On October 21, 2019 at approximately 8:10 p.m. witnesses called 911 to report a vehicle allegedly driving all over the roadway and nearly causing a head-on collision in the area of Bath and Collins Bay roads. As the vehicle traveled eastbound on Bath Road, the vehicle struck a bicycle lane marker.

Several Kingston Police officers responded and intercepted the vehicle as it approached Queen Mary Road. When the driver noticed one of the responding Kingston Police officers behind her with his cruiser’s activated lights and siren, the driver pulled over and ran up on the sidewalk before coming to an abrupt stop.

The police officer spoke with the suspect, observing that she appeared to be impaired by drugs.

The suspect was arrested for suspicion of being impaired driving by drug and was brought to a Drug Recognition Expert Officer. At the conclusion of the tests it was determined the accused was, in fact, impaired by drugs.

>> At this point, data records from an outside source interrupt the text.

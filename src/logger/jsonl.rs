//! Append-only JSONL writer for the activity journal.
//!
//! Each line is one self-contained JSON object, assembled in memory and
//! written with a single `write_all` so a tailing reader never sees a
//! partial line.
//!
//! Degradation chain when writes fail:
//! 1. Primary file path
//! 2. Fallback path (if configured)
//! 3. stderr with `[BRT-JOURNAL]` prefix
//! 4. Silent discard (rule mutations never fail because of the journal)

#![allow(missing_docs)]

use std::fs::{self, File, OpenOptions};
use std::io::{self, BufWriter, Write};
use std::path::{Path, PathBuf};
use std::time::{Duration, SystemTime};

use serde::{Deserialize, Serialize};

use crate::core::config::JournalConfig;
use crate::core::errors::{BrtError, Result};

const WRITE_BUFFER: usize = 16 * 1024;

#[derive(Debug, Clone, Copy, PartialEq, Eq, Serialize, Deserialize)]
#[serde(rename_all = "lowercase")]
pub enum Severity {
    Info,
    Warning,
    Error,
}

#[derive(Debug, Clone, Copy, PartialEq, Eq, Serialize, Deserialize)]
#[serde(rename_all = "snake_case")]
pub enum EventType {
    EngineStart,
    TreeLoaded,
    TreeReplaced,
    RuleAdded,
    RulesImported,
    RuleRemoved,
    RuleUpdated,
    DirectoryClaimed,
    DirectoryUpdated,
    ClaimRevoked,
    RebuildFailed,
}

/// One journal line. Only `ts`, `event` and `severity` are always present.
#[derive(Debug, Clone, Serialize, Deserialize)]
pub struct LogEntry {
    /// RFC 3339 UTC timestamp with millisecond precision.
    pub ts: String,
    pub event: EventType,
    pub severity: Severity,
    /// Claimed directory or snapshot root.
    #[serde(skip_serializing_if = "Option::is_none")]
    pub path: Option<String>,
    /// Snapshot file the tree was loaded from.
    #[serde(skip_serializing_if = "Option::is_none")]
    pub source: Option<String>,
    #[serde(skip_serializing_if = "Option::is_none")]
    pub rule_id: Option<u64>,
    #[serde(skip_serializing_if = "Option::is_none")]
    pub pattern: Option<String>,
    #[serde(skip_serializing_if = "Option::is_none")]
    pub backup_type: Option<String>,
    #[serde(skip_serializing_if = "Option::is_none")]
    pub claimed_by: Option<String>,
    /// Snapshots rebuilt by the change.
    #[serde(skip_serializing_if = "Option::is_none")]
    pub rebuilt: Option<Vec<String>>,
    /// Directories walked, assigned and reused across the rebuild.
    #[serde(skip_serializing_if = "Option::is_none")]
    pub processed: Option<u64>,
    #[serde(skip_serializing_if = "Option::is_none")]
    pub assigned: Option<u64>,
    #[serde(skip_serializing_if = "Option::is_none")]
    pub reused: Option<u64>,
    #[serde(skip_serializing_if = "Option::is_none")]
    pub duration_ms: Option<u64>,
    #[serde(skip_serializing_if = "Option::is_none")]
    pub ok: Option<bool>,
    #[serde(skip_serializing_if = "Option::is_none")]
    pub error_code: Option<String>,
    #[serde(skip_serializing_if = "Option::is_none")]
    pub error_message: Option<String>,
    #[serde(skip_serializing_if = "Option::is_none")]
    pub config_hash: Option<String>,
    #[serde(skip_serializing_if = "Option::is_none")]
    pub version: Option<String>,
    /// Claimed directories and rules loaded at startup.
    #[serde(skip_serializing_if = "Option::is_none")]
    pub directories: Option<u64>,
    #[serde(skip_serializing_if = "Option::is_none")]
    pub rules: Option<u64>,
}

impl LogEntry {
    /// An entry stamped with the current UTC time.
    #[must_use]
    pub fn new(event: EventType, severity: Severity) -> Self {
        Self {
            ts: format_utc_now(),
            event,
            severity,
            path: None,
            source: None,
            rule_id: None,
            pattern: None,
            backup_type: None,
            claimed_by: None,
            rebuilt: None,
            processed: None,
            assigned: None,
            reused: None,
            duration_ms: None,
            ok: None,
            error_code: None,
            error_message: None,
            config_hash: None,
            version: None,
            directories: None,
            rules: None,
        }
    }
}

#[derive(Debug, Clone, Copy, PartialEq, Eq)]
enum WriterState {
    Normal,
    Fallback,
    Stderr,
    Discard,
}

/// Writer settings; derived from [`JournalConfig`].
#[derive(Debug, Clone)]
pub struct JsonlConfig {
    pub path: PathBuf,
    pub fallback_path: Option<PathBuf>,
    /// Rotate once the current file would grow past this.
    pub max_size_bytes: u64,
    /// Rotated files kept as `<path>.1` … `<path>.N`.
    pub max_rotated_files: u32,
    pub fsync_interval: Duration,
}

impl From<&JournalConfig> for JsonlConfig {
    fn from(config: &JournalConfig) -> Self {
        Self {
            path: config.path.clone(),
            fallback_path: config.fallback_path.clone(),
            max_size_bytes: config.max_size_bytes,
            max_rotated_files: config.max_rotated_files,
            fsync_interval: Duration::from_secs(config.fsync_interval_seconds),
        }
    }
}

/// Append-only JSONL writer with rotation and fallback.
#[derive(Debug)]
pub struct JsonlWriter {
    config: JsonlConfig,
    writer: Option<BufWriter<File>>,
    state: WriterState,
    bytes_written: u64,
    last_fsync: SystemTime,
}

impl JsonlWriter {
    /// Open the journal, falling through the degradation chain on failure.
    #[must_use]
    pub fn open(config: JsonlConfig) -> Self {
        let mut writer = Self {
            config,
            writer: None,
            state: WriterState::Discard,
            bytes_written: 0,
            last_fsync: SystemTime::now(),
        };
        match open_append(&writer.config.path) {
            Ok((file, size)) => writer.install(file, size, WriterState::Normal),
            Err(_) => writer.open_fallback(),
        }
        writer
    }

    pub fn write_entry(&mut self, entry: &LogEntry) {
        match serde_json::to_string(entry) {
            Ok(json) => self.write_line(&format!("{json}\n")),
            Err(err) => {
                let _ = writeln!(io::stderr(), "[BRT-JOURNAL] serialize error: {err}");
            }
        }
    }

    pub fn flush(&mut self) {
        if let Some(w) = self.writer.as_mut() {
            let _ = w.flush();
        }
    }

    /// Flush and sync file data to disk.
    pub fn fsync(&mut self) {
        if let Some(w) = self.writer.as_mut() {
            let _ = w.flush();
            let _ = w.get_ref().sync_data();
        }
        self.last_fsync = SystemTime::now();
    }

    #[must_use]
    pub const fn state(&self) -> &'static str {
        match self.state {
            WriterState::Normal => "normal",
            WriterState::Fallback => "fallback",
            WriterState::Stderr => "stderr",
            WriterState::Discard => "discard",
        }
    }

    #[must_use]
    pub const fn bytes_written(&self) -> u64 {
        self.bytes_written
    }

    /// Return to the primary path after a degradation, if it is writable again.
    pub fn try_recover(&mut self) {
        if self.state == WriterState::Normal {
            return;
        }
        if let Ok((file, size)) = open_append(&self.config.path) {
            self.flush();
            self.install(file, size, WriterState::Normal);
            let _ = writeln!(
                io::stderr(),
                "[BRT-JOURNAL] recovered to primary path: {}",
                self.config.path.display()
            );
        }
    }

    // ──────────────────── internals ────────────────────

    fn install(&mut self, file: File, size: u64, state: WriterState) {
        self.writer = Some(BufWriter::with_capacity(WRITE_BUFFER, file));
        self.state = state;
        self.bytes_written = size;
    }

    fn active_path(&self) -> Option<&Path> {
        match self.state {
            WriterState::Normal => Some(&self.config.path),
            WriterState::Fallback => self.config.fallback_path.as_deref(),
            WriterState::Stderr | WriterState::Discard => None,
        }
    }

    fn write_line(&mut self, line: &str) {
        let len = line.len() as u64;
        if self.writer.is_some() && self.bytes_written + len > self.config.max_size_bytes {
            self.rotate();
        }

        match self.state {
            WriterState::Normal | WriterState::Fallback => {
                let written = self
                    .writer
                    .as_mut()
                    .is_some_and(|w| w.write_all(line.as_bytes()).is_ok());
                if !written {
                    self.degrade();
                    self.write_line(line);
                    return;
                }
                self.bytes_written += len;
                if elapsed_since(self.last_fsync) >= self.config.fsync_interval {
                    self.fsync();
                }
            }
            WriterState::Stderr => {
                let _ = write!(io::stderr(), "[BRT-JOURNAL] {line}");
            }
            WriterState::Discard => {}
        }
    }

    fn open_fallback(&mut self) {
        let opened = self
            .config
            .fallback_path
            .as_deref()
            .map(|path| (path, open_append(path)));
        match opened {
            Some((path, Ok((file, size)))) => {
                let _ = writeln!(
                    io::stderr(),
                    "[BRT-JOURNAL] primary path failed, using fallback: {}",
                    path.display()
                );
                self.install(file, size, WriterState::Fallback);
            }
            Some((_, Err(_))) | None => {
                let _ = writeln!(
                    io::stderr(),
                    "[BRT-JOURNAL] no writable journal path, using stderr"
                );
                self.writer = None;
                self.state = WriterState::Stderr;
            }
        }
    }

    fn degrade(&mut self) {
        self.writer = None;
        match self.state {
            WriterState::Normal => self.open_fallback(),
            WriterState::Fallback => {
                let _ = writeln!(io::stderr(), "[BRT-JOURNAL] fallback write failed, using stderr");
                self.state = WriterState::Stderr;
            }
            WriterState::Stderr | WriterState::Discard => self.state = WriterState::Discard,
        }
    }

    fn rotate(&mut self) {
        self.flush();
        self.writer = None;
        let Some(base) = self.active_path().map(Path::to_path_buf) else {
            return;
        };

        let keep = self.config.max_rotated_files;
        let _ = fs::remove_file(rotated_name(&base, keep));
        for index in (1..keep).rev() {
            let _ = fs::rename(rotated_name(&base, index), rotated_name(&base, index + 1));
        }
        if keep > 0 {
            let _ = fs::rename(&base, rotated_name(&base, 1));
        } else {
            let _ = fs::remove_file(&base);
        }

        match open_append(&base) {
            Ok((file, _)) => self.install(file, 0, self.state),
            Err(_) => self.degrade(),
        }
    }
}

impl Drop for JsonlWriter {
    fn drop(&mut self) {
        self.flush();
    }
}

// ──────────────────── helpers ────────────────────

/// Open or create `path` for appending; returns the file and its current size.
fn open_append(path: &Path) -> Result<(File, u64)> {
    if let Some(parent) = path.parent() {
        fs::create_dir_all(parent).map_err(|source| BrtError::io(parent, source))?;
    }
    let file = OpenOptions::new()
        .create(true)
        .append(true)
        .open(path)
        .map_err(|source| BrtError::io(path, source))?;
    let size = file.metadata().map_or(0, |m| m.len());
    Ok((file, size))
}

/// `activity.jsonl` → `activity.jsonl.3`.
fn rotated_name(base: &Path, index: u32) -> PathBuf {
    let mut name = base.as_os_str().to_owned();
    name.push(format!(".{index}"));
    PathBuf::from(name)
}

fn elapsed_since(then: SystemTime) -> Duration {
    SystemTime::now()
        .duration_since(then)
        .unwrap_or(Duration::ZERO)
}

fn format_utc_now() -> String {
    chrono::Utc::now().to_rfc3339_opts(chrono::SecondsFormat::Millis, true)
}

#[cfg(test)]
mod tests {
    use super::*;

    fn config(path: PathBuf) -> JsonlConfig {
        JsonlConfig {
            path,
            fallback_path: None,
            max_size_bytes: 1024 * 1024,
            max_rotated_files: 3,
            fsync_interval: Duration::from_secs(60),
        }
    }

    #[test]
    fn entries_are_one_json_object_per_line() {
        let dir = tempfile::tempdir().unwrap();
        let path = dir.path().join("journal.jsonl");
        let mut writer = JsonlWriter::open(config(path.clone()));
        assert_eq!(writer.state(), "normal");

        let mut entry = LogEntry::new(EventType::RuleAdded, Severity::Info);
        entry.path = Some("/a/b/".to_string());
        entry.rule_id = Some(4);
        writer.write_entry(&entry);
        writer.write_entry(&LogEntry::new(EventType::ClaimRevoked, Severity::Info));
        writer.flush();

        let contents = fs::read_to_string(&path).unwrap();
        let lines: Vec<serde_json::Value> = contents
            .lines()
            .map(|line| serde_json::from_str(line).unwrap())
            .collect();
        assert_eq!(lines.len(), 2);
        assert_eq!(lines[0]["event"], "rule_added");
        assert_eq!(lines[0]["rule_id"], 4);
        assert_eq!(lines[1]["event"], "claim_revoked");
        assert!(lines[1].get("path").is_none());
    }

    #[test]
    fn rotation_keeps_numbered_history() {
        let dir = tempfile::tempdir().unwrap();
        let path = dir.path().join("rot.jsonl");
        let mut writer = JsonlWriter::open(JsonlConfig {
            max_size_bytes: 120,
            ..config(path.clone())
        });

        for _ in 0..12 {
            writer.write_entry(&LogEntry::new(EventType::TreeLoaded, Severity::Info));
        }
        writer.flush();

        assert!(path.exists());
        assert!(rotated_name(&path, 1).exists());
        assert!(!rotated_name(&path, 4).exists());
    }

    #[test]
    fn unwritable_primary_falls_back() {
        let dir = tempfile::tempdir().unwrap();
        let blocker = dir.path().join("not-a-dir");
        fs::write(&blocker, b"").unwrap();
        let fallback = dir.path().join("fallback.jsonl");

        let mut writer = JsonlWriter::open(JsonlConfig {
            fallback_path: Some(fallback.clone()),
            ..config(blocker.join("primary.jsonl"))
        });
        assert_eq!(writer.state(), "fallback");
        writer.write_entry(&LogEntry::new(EventType::RebuildFailed, Severity::Error));
        writer.flush();
        assert!(!fs::read_to_string(&fallback).unwrap().is_empty());
    }

    #[test]
    fn no_writable_path_degrades_to_stderr() {
        let dir = tempfile::tempdir().unwrap();
        let blocker = dir.path().join("file");
        fs::write(&blocker, b"").unwrap();
        let writer = JsonlWriter::open(config(blocker.join("journal.jsonl")));
        assert_eq!(writer.state(), "stderr");
    }
}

The driver, a 39-year-old Bath woman, has been charged with operation of a motor vehicle while impaired by drug. She was later released on a Promise to Appear (PTA) with a future court date. Her driver’s licence was automatically suspended for 90 days and she will face a one year suspension if convicted.

The vehicle was seized and impounded for seven days, with the accused being responsible for all fees and fines.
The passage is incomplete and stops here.